Task item -> From the first line of the data through the line containing "pub struct SyncStats", return each line exactly.

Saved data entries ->
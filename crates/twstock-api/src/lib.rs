//! REST API 서버.
//!
//! 동기화된 대만 증권거래소 업종/종목 데이터를 조회하는 읽기 전용 API를 제공합니다.
//!
//! # 모듈 구성
//!
//! - [`state`]: 애플리케이션 공유 상태 (AppState)
//! - [`routes`]: REST API 엔드포인트
//! - [`services`]: 조회 서비스
//! - [`error`]: 통합 에러 응답

pub mod error;
pub mod routes;
pub mod services;
pub mod state;

pub use error::{ApiErrorResponse, ApiResult};
pub use routes::*;
pub use services::QueryService;
pub use state::AppState;
//! 동기화 통계 구조체.

use serde::{Deserialize, Serialize};
use std::time::Duration;

/// 동기화 사이클 통계
#[derive(Debug, Clone, Default, PartialEq, Serialize, Deserialize)]
pub struct SyncStats {
    /// 처리한 업종 수 (두 시장 합계)
    pub industries: usize,
    /// 종목 조회에 실패해 건너뛴 업종 수
    pub industries_failed: usize,
    /// 수신한 원시 종목 레코드 수
    pub records: usize,
    /// 적격 판정된 레코드 수
    pub admitted: usize,
    /// 제외된 레코드 수
    pub rejected: usize,
    /// 저장된 종목 수 (ID 중복 제거 후)
    pub stocks: usize,
    /// 갱신된 시세 수
    pub prices: usize,
    /// 소요 시간
    #[serde(skip)]
    pub elapsed: Duration,
}

impl SyncStats {
    /// 새 통계 객체 생성
    pub fn new() -> Self {
        Self::default()
    }

    /// 업종 조회 성공률 계산 (%)
    pub fn success_rate(&self) -> f64 {
        if self.industries == 0 {
            0.0
        } else {
            ((self.industries - self.industries_failed) as f64 / self.industries as f64) * 100.0
        }
    }

    /// 통계 요약 로그 출력
    pub fn log_summary(&self, operation: &str) {
        tracing::info!(
            operation = operation,
            industries = self.industries,
            industries_failed = self.industries_failed,
            records = self.records,
            admitted = self.admitted,
            rejected = self.rejected,
            stocks = self.stocks,
            prices = self.prices,
            success_rate = format!("{:.1}%", self.success_rate()),
            elapsed = format!("{:.1}s", self.elapsed.as_secs_f64()),
            "동기화 완료"
        );
    }
}
//! 외부 응답용 읽기 전용 프로젝션.

use serde::{Deserialize, Serialize};

use super::{Industry, Stock};

/// 종목 요약 (ID + 약칭).
#[derive(Debug, Clone, PartialEq, Eq, Serialize, Deserialize)]
pub struct StockDto {
    pub id: String,
    pub name: String,
}

impl From<&Stock> for StockDto {
    fn from(stock: &Stock) -> Self {
        Self {
            id: stock.id.clone(),
            name: stock.short_name.clone(),
        }
    }
}

impl From<Stock> for StockDto {
    fn from(stock: Stock) -> Self {
        Self {
            id: stock.id,
            name: stock.short_name,
        }
    }
}

/// 업종 요약. 소속 종목 목록을 함께 담을 수 있습니다.
#[derive(Debug, Clone, PartialEq, Eq, Serialize, Deserialize)]
pub struct IndustryDto {
    pub code: String,
    pub name: String,
    #[serde(default)]
    pub stocks: Vec<StockDto>,
}

impl IndustryDto {
    /// 소속 종목을 설정합니다.
    #[must_use]
    pub fn with_stocks(mut self, stocks: Vec<StockDto>) -> Self {
        self.stocks = stocks;
        self
    }
}

impl From<&Industry> for IndustryDto {
    fn from(industry: &Industry) -> Self {
        Self {
            code: industry.code.clone(),
            name: industry.name.clone(),
            stocks: Vec::new(),
        }
    }
}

Exercise result ->
filename crates/twstock-api/src/lib.rs
//! REST API 서버.
//!
//! 동기화된 대만 증권거래소 업종/종목 데이터를 조회하는 읽기 전용 API를 제공합니다.
//!
//! # 모듈 구성
//!
//! - [`state`]: 애플리케이션 공유 상태 (AppState)
//! - [`routes`]: REST API 엔드포인트
//! - [`services`]: 조회 서비스
//! - [`error`]: 통합 에러 응답

pub mod error;
pub mod routes;
pub mod services;
pub mod state;

pub use error::{ApiErrorResponse, ApiResult};
pub use routes::*;
pub use services::QueryService;
pub use state::AppState;
//! 동기화 통계 구조체.

use serde::{Deserialize, Serialize};
use std::time::Duration;

/// 동기화 사이클 통계
#[derive(Debug, Clone, Default, PartialEq, Serialize, Deserialize)]
pub struct SyncStats {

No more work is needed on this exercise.